Stored data entries:
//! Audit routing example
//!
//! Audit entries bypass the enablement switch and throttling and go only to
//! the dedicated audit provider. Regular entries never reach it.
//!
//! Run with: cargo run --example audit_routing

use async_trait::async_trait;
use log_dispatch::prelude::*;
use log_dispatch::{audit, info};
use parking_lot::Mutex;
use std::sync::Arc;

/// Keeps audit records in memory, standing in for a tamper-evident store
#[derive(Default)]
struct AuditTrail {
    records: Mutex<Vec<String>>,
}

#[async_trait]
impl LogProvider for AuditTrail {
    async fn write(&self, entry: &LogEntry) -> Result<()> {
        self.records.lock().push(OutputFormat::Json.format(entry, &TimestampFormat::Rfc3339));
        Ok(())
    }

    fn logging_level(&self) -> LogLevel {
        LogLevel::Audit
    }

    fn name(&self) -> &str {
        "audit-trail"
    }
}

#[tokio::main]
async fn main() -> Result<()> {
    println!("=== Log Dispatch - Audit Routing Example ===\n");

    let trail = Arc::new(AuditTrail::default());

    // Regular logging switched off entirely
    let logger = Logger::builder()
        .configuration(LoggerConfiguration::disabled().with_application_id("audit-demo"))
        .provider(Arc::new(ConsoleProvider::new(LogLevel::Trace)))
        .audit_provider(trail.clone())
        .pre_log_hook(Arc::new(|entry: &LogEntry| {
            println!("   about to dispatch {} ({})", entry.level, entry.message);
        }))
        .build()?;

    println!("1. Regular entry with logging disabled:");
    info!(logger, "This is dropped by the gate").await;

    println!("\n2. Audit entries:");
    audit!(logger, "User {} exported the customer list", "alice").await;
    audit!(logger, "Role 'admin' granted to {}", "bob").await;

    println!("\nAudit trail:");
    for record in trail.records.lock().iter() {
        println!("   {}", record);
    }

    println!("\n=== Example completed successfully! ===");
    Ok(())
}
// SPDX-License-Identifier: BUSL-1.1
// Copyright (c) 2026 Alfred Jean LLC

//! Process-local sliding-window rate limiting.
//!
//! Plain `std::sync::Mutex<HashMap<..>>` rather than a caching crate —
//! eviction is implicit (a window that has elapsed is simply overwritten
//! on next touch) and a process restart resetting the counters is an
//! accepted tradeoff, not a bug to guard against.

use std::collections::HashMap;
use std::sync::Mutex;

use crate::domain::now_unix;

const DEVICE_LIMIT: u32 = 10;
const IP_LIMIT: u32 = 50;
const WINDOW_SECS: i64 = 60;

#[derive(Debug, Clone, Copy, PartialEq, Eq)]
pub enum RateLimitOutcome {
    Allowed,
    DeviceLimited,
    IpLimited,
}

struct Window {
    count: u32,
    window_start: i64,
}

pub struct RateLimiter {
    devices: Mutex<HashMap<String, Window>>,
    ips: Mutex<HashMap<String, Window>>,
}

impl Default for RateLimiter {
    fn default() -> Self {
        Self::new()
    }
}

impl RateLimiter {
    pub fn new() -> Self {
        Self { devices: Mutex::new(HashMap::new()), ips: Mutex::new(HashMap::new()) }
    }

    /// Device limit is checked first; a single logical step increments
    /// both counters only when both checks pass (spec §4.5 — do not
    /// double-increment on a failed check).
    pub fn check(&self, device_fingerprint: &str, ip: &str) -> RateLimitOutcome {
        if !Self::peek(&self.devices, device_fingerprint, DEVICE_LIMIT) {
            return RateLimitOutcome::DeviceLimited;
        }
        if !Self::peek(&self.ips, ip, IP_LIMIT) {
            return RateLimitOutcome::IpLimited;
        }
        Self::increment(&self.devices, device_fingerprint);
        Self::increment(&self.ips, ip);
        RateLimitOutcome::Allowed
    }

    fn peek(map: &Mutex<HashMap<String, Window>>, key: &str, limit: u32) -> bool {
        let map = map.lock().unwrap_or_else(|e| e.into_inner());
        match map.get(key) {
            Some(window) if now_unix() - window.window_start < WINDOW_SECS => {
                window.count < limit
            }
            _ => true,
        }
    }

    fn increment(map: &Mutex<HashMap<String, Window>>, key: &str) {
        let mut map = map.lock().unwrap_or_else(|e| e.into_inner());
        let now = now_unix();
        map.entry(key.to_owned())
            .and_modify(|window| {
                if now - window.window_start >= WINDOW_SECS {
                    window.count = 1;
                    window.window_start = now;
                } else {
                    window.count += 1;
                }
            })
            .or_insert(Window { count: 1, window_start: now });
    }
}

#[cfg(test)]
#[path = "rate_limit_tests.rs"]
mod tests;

Task goal >> Repeat word for word the lines running from the line containing "pub fn check(&self, device_fingerprint: &str, ip: &str)" to the end of the entries above, inclusive.

Your response >>
    pub fn check(&self, device_fingerprint: &str, ip: &str) -> RateLimitOutcome {
        if !Self::peek(&self.devices, device_fingerprint, DEVICE_LIMIT) {
            return RateLimitOutcome::DeviceLimited;
        }
        if !Self::peek(&self.ips, ip, IP_LIMIT) {
            return RateLimitOutcome::IpLimited;
        }
        Self::increment(&self.devices, device_fingerprint);
        Self::increment(&self.ips, ip);
        RateLimitOutcome::Allowed
    }

    fn peek(map: &Mutex<HashMap<String, Window>>, key: &str, limit: u32) -> bool {
        let map = map.lock().unwrap_or_else(|e| e.into_inner());
        match map.get(key) {
            Some(window) if now_unix() - window.window_start < WINDOW_SECS => {
                window.count < limit
            }
            _ => true,
        }
    }

    fn increment(map: &Mutex<HashMap<String, Window>>, key: &str) {
        let mut map = map.lock().unwrap_or_else(|e| e.into_inner());
        let now = now_unix();
        map.entry(key.to_owned())
            .and_modify(|window| {
                if now - window.window_start >= WINDOW_SECS {
                    window.count = 1;
                    window.window_start = now;
                } else {
                    window.count += 1;
                }
            })
            .or_insert(Window { count: 1, window_start: now });
    }
}

#[cfg(test)]
#[path = "rate_limit_tests.rs"]
mod tests;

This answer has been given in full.